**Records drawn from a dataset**
┏━━

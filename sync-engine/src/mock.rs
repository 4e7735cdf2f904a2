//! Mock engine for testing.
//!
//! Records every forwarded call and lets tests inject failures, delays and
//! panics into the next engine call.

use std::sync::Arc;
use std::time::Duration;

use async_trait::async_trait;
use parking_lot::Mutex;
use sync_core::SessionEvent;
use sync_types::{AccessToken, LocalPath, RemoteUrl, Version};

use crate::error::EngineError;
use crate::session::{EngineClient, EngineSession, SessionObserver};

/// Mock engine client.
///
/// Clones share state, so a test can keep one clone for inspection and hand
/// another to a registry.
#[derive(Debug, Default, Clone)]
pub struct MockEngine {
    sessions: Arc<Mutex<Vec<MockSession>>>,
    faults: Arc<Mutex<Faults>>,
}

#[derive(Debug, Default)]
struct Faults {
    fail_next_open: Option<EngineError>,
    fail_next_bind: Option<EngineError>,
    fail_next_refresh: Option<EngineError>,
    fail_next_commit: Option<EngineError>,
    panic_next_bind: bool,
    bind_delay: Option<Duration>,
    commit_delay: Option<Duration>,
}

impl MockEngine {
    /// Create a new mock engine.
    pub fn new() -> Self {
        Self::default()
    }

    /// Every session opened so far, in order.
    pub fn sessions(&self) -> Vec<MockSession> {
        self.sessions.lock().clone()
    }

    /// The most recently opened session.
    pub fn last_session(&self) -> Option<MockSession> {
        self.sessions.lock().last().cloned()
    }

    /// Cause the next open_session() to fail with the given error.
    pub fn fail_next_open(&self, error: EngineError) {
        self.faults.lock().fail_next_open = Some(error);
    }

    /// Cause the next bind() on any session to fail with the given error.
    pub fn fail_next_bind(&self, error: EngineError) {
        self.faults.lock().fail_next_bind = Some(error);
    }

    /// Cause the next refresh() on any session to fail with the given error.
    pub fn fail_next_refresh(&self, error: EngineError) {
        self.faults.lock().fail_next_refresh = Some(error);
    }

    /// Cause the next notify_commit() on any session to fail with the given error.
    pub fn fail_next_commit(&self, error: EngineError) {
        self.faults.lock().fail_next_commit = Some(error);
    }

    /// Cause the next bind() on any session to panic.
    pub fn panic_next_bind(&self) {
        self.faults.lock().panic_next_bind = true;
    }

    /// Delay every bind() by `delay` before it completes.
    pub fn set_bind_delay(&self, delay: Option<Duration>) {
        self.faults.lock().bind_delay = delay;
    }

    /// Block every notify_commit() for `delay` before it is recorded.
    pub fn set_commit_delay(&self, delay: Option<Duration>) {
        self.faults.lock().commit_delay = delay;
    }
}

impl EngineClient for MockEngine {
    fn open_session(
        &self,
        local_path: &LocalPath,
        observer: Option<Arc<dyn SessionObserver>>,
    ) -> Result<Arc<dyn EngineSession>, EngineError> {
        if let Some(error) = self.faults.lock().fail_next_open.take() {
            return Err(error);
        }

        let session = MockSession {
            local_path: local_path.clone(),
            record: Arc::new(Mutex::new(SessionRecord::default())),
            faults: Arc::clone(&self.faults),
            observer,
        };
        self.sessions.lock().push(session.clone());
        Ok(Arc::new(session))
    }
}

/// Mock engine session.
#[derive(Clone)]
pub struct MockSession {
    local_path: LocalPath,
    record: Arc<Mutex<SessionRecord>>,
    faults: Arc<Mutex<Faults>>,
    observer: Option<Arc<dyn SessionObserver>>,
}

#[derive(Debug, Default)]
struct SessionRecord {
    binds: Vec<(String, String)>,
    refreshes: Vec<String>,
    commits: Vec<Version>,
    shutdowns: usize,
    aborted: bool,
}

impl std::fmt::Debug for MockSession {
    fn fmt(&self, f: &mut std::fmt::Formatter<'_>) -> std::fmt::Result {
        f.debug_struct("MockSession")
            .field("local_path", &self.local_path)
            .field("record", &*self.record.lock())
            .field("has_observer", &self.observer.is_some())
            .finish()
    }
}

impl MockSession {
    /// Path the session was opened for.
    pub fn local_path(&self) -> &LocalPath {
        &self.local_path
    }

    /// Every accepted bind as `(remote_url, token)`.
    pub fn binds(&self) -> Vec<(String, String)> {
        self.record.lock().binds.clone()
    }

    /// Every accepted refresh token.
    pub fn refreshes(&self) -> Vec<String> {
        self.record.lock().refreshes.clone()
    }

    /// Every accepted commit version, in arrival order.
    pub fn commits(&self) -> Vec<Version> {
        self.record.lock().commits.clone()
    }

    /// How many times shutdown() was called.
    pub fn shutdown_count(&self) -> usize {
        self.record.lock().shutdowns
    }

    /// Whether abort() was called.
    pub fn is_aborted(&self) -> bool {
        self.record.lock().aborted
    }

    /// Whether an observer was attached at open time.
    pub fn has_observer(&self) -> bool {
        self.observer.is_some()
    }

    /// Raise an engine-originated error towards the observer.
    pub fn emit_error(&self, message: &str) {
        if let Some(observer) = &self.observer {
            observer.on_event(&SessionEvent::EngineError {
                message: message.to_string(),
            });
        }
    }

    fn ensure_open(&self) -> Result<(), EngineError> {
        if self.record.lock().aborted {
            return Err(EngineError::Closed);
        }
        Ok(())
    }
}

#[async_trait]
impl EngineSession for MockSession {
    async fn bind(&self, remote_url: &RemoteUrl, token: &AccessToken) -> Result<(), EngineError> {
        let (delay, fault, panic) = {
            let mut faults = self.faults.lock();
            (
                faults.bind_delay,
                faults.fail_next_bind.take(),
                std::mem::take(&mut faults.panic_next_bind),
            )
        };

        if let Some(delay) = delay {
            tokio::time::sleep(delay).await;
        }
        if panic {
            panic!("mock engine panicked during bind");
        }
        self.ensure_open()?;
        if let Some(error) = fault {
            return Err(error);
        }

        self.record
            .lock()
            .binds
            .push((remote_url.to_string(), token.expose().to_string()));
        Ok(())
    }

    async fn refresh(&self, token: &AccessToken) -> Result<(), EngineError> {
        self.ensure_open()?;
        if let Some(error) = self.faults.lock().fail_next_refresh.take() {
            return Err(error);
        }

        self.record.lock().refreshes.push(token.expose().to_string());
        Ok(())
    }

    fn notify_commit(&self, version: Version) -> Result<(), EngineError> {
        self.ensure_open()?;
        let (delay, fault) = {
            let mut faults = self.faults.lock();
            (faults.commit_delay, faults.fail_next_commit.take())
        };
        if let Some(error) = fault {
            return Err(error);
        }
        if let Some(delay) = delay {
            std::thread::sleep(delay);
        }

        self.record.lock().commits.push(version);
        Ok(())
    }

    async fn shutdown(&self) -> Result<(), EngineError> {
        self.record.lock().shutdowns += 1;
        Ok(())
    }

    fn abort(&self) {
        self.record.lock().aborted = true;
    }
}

┗━━
┏━━

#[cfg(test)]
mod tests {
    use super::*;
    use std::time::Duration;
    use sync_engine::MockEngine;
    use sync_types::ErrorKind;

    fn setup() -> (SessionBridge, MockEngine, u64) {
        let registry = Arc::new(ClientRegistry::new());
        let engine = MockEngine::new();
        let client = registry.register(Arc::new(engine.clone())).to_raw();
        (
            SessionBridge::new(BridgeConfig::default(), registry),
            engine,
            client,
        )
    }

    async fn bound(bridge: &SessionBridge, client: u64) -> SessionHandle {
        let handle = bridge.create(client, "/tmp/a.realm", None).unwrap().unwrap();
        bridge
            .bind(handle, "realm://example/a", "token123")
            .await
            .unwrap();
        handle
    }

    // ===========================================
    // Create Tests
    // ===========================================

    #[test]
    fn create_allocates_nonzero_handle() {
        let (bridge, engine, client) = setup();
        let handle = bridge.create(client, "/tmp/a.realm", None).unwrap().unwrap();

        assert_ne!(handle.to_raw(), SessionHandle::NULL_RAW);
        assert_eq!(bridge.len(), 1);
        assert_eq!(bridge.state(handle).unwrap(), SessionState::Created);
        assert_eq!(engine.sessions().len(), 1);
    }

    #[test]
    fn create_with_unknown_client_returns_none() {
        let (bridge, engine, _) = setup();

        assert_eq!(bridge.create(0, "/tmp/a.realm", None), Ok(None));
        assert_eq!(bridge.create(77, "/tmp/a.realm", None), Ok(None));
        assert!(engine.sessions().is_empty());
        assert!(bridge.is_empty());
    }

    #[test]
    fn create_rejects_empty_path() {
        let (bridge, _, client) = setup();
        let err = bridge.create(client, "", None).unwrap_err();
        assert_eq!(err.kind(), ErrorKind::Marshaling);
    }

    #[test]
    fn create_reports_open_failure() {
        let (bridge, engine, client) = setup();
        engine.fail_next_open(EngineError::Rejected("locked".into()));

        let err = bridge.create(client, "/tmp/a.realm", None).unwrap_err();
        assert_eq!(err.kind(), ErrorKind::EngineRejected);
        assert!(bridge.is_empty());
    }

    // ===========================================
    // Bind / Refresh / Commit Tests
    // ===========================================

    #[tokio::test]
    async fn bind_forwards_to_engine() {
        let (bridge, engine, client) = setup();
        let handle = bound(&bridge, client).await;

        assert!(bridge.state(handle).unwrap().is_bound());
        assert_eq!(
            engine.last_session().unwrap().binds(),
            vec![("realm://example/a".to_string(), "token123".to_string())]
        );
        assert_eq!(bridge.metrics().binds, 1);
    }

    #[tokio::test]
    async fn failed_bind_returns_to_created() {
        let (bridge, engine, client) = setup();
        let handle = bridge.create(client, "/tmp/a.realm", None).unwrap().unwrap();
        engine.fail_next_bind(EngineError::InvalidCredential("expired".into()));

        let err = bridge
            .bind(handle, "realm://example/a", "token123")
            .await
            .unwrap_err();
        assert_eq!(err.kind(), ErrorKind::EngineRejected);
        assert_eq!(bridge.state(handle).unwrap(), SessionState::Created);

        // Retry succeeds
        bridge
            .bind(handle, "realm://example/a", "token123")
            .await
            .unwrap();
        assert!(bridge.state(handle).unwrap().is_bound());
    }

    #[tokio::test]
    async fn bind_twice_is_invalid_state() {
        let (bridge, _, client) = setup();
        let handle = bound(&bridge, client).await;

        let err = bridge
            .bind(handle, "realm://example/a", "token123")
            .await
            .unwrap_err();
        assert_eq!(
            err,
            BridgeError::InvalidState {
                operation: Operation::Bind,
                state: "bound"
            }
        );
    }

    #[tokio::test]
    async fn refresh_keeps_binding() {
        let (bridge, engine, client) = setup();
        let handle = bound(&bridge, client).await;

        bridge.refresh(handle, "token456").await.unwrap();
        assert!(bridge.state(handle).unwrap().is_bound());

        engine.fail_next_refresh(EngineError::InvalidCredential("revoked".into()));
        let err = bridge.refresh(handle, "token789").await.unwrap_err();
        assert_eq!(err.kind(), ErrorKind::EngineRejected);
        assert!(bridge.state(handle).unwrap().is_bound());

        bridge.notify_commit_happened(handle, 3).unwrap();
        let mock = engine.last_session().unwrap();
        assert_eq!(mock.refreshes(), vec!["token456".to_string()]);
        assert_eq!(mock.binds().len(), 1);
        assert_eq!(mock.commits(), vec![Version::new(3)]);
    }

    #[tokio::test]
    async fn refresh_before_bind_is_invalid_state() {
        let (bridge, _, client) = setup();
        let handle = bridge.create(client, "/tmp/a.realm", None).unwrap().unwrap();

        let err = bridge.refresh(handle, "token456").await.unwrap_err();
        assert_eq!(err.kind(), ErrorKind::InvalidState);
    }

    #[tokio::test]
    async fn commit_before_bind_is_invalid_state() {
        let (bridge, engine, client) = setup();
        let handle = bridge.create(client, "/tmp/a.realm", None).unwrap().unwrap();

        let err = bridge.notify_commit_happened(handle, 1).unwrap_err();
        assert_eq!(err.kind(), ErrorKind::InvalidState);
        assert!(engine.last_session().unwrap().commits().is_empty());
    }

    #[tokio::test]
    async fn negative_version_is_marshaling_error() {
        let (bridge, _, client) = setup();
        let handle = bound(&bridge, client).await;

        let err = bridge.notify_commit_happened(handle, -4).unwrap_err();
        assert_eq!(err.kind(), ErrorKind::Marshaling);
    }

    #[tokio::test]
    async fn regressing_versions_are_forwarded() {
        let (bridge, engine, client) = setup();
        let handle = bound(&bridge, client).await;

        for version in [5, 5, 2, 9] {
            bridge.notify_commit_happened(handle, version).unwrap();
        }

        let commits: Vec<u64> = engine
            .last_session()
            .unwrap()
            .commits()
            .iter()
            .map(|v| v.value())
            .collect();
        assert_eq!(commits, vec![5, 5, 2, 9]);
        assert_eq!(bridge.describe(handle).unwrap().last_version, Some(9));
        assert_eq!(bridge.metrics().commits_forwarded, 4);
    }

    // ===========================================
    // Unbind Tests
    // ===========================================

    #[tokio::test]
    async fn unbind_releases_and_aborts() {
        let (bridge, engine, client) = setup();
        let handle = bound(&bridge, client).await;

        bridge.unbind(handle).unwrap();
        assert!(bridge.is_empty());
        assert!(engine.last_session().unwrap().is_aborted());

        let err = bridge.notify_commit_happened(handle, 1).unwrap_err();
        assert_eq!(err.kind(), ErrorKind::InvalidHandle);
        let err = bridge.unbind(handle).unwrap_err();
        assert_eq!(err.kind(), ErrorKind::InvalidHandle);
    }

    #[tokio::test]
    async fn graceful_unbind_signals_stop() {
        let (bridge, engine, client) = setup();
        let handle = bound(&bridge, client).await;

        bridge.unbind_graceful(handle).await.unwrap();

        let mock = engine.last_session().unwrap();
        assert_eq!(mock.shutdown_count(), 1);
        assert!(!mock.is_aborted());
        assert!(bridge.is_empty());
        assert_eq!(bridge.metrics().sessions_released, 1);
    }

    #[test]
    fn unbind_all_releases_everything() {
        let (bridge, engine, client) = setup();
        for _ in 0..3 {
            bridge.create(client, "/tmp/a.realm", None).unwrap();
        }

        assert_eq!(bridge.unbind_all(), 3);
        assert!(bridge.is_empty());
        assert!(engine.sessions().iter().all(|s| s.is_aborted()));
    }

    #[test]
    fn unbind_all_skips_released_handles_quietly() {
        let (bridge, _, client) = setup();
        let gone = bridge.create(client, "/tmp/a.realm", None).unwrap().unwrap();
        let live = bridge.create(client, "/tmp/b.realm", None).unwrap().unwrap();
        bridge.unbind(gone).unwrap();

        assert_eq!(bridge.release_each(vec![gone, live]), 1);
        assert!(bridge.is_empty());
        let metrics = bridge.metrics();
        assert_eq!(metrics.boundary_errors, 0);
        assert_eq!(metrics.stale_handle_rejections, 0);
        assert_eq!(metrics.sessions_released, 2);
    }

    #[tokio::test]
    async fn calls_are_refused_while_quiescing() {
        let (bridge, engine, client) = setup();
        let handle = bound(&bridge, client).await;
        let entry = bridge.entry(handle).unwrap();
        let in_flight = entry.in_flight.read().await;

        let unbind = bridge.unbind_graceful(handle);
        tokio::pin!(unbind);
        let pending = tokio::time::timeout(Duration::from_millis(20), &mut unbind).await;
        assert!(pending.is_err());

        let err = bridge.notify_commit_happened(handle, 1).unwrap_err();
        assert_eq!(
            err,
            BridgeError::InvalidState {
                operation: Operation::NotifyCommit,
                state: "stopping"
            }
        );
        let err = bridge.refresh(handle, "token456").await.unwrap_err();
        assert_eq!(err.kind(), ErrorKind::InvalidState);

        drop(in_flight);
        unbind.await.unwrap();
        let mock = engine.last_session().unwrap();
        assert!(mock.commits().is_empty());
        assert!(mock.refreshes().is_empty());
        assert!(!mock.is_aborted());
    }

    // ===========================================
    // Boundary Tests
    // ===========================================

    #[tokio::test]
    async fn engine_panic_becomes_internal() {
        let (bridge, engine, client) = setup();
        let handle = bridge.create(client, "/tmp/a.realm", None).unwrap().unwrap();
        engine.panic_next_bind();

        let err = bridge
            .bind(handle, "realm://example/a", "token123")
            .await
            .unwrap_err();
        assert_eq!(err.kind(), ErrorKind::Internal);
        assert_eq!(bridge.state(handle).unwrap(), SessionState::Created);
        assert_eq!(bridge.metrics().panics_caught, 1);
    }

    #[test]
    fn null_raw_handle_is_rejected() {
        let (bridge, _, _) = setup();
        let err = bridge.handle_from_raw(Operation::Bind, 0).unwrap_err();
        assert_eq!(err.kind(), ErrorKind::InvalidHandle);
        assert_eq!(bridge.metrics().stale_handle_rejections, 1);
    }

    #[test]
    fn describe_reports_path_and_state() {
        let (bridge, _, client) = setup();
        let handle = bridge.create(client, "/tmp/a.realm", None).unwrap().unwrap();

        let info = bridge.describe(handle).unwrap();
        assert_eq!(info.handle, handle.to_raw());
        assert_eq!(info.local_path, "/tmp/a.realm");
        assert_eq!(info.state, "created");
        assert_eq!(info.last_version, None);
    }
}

┗━━
┏━━

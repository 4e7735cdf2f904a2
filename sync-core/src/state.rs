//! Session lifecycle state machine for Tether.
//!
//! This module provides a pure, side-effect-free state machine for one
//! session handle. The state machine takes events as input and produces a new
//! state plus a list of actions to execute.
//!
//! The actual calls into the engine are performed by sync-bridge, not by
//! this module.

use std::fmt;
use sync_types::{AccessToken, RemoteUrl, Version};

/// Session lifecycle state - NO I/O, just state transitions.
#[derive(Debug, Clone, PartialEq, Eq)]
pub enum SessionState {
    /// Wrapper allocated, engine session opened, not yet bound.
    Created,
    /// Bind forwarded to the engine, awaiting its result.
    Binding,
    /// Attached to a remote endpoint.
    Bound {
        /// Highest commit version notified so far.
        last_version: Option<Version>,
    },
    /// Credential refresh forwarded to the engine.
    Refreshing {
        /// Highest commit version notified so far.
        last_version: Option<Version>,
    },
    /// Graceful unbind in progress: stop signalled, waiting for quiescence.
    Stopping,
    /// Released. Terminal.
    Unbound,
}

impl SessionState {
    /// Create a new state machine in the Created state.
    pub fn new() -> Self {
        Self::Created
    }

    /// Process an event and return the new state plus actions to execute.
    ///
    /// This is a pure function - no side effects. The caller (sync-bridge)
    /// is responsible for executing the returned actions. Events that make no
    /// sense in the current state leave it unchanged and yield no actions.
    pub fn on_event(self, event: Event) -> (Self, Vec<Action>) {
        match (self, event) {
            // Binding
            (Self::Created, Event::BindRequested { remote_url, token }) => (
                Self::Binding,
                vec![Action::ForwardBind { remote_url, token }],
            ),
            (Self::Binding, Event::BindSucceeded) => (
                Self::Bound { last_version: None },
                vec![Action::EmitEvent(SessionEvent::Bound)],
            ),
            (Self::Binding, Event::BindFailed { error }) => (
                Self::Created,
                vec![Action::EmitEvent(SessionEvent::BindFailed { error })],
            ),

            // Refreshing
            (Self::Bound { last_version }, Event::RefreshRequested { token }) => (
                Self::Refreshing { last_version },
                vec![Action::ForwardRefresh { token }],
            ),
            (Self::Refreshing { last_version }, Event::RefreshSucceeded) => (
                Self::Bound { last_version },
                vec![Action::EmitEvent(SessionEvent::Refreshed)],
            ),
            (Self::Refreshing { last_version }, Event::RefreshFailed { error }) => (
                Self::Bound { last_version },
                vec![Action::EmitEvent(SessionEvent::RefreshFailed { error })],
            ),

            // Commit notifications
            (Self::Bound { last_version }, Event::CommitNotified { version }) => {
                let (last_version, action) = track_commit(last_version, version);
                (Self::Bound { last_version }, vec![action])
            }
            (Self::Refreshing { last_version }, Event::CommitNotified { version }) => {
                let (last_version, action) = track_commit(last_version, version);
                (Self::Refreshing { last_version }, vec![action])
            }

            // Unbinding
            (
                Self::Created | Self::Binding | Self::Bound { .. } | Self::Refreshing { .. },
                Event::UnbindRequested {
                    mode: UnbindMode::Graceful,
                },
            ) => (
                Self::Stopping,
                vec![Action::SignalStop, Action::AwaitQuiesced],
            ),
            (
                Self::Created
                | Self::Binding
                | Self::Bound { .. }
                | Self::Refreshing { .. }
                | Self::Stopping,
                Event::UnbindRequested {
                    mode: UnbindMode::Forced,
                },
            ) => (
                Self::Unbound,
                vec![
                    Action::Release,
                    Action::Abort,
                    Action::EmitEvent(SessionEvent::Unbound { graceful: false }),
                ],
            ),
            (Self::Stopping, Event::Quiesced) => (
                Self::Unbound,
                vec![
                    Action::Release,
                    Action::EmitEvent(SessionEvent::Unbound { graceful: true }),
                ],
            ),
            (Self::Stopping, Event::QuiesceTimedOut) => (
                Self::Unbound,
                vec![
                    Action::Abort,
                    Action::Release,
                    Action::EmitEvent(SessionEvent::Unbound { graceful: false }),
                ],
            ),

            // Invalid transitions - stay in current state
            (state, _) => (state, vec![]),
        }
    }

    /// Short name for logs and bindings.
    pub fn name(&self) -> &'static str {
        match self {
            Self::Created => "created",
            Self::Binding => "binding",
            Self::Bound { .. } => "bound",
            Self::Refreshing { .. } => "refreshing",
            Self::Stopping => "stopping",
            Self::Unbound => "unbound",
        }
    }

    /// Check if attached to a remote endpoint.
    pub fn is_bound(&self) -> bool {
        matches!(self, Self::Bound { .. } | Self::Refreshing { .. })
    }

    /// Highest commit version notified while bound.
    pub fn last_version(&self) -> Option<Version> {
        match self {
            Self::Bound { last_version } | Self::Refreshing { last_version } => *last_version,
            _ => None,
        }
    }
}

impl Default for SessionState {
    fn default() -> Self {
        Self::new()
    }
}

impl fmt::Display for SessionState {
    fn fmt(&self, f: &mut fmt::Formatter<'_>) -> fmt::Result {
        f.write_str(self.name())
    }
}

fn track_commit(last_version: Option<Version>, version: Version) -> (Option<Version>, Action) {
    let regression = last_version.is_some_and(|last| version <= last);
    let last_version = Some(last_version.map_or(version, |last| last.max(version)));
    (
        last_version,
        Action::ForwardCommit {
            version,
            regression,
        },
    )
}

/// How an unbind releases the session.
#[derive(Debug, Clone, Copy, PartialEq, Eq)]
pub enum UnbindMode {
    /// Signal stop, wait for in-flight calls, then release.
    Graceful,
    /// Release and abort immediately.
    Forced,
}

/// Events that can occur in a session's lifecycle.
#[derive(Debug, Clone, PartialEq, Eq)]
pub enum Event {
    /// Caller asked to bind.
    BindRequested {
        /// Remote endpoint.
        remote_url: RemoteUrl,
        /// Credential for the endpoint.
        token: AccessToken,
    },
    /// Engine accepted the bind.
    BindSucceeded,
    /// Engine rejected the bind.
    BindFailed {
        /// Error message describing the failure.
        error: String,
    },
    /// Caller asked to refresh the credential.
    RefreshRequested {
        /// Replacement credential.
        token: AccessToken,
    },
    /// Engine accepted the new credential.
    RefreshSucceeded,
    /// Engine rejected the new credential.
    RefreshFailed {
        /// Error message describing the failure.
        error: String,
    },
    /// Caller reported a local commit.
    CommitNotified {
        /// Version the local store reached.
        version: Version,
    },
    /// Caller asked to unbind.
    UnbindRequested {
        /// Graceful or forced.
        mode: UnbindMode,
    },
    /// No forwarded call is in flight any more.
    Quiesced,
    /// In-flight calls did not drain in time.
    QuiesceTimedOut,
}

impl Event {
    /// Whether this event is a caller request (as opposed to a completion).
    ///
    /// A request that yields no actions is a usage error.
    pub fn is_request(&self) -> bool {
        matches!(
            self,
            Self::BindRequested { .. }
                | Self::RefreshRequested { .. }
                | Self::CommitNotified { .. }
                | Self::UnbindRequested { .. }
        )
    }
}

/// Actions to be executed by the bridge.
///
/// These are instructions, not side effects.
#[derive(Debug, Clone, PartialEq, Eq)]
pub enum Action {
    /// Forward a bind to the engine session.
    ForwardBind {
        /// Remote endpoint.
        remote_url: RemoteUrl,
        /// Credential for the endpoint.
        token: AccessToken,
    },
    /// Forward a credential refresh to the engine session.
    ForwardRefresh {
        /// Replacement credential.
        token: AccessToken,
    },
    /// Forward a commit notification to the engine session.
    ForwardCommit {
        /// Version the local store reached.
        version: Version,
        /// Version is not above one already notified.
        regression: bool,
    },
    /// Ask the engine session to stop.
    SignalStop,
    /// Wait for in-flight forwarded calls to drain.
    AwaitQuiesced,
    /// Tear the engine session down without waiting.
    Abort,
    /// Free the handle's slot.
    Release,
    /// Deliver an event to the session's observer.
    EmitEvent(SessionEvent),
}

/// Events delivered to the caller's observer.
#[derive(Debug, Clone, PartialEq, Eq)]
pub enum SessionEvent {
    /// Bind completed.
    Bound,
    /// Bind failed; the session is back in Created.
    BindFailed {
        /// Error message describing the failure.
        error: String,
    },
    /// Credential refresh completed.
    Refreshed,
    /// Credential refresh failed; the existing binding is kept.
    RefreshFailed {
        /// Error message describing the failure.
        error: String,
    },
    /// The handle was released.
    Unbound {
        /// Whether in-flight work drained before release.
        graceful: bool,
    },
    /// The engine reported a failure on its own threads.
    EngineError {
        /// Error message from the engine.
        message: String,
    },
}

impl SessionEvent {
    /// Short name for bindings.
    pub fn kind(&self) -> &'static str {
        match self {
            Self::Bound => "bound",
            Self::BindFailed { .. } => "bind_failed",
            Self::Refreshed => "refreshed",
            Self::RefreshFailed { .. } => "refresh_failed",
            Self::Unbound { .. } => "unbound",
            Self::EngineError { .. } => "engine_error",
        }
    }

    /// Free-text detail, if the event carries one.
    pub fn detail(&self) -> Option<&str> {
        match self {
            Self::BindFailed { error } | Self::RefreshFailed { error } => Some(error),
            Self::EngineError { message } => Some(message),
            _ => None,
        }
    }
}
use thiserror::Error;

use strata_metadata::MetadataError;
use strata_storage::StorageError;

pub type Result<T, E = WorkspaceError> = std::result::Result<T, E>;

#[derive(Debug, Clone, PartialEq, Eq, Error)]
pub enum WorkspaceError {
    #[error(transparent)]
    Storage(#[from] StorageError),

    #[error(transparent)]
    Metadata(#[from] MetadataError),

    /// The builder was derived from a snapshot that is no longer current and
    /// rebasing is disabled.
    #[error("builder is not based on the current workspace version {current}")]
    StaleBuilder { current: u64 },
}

┗━━

**What is being asked**
For the lines above, output exactly those from the line containing "self.sessions.lock().last().cloned()" through the line containing "bind() on any session to fail", and skip the others.

**Solution for this exercise**
        self.sessions.lock().last().cloned()
    }

    /// Cause the next open_session() to fail with the given error.
    pub fn fail_next_open(&self, error: EngineError) {
        self.faults.lock().fail_next_open = Some(error);
    }

    /// Cause the next bind() on any session to fail with the given error.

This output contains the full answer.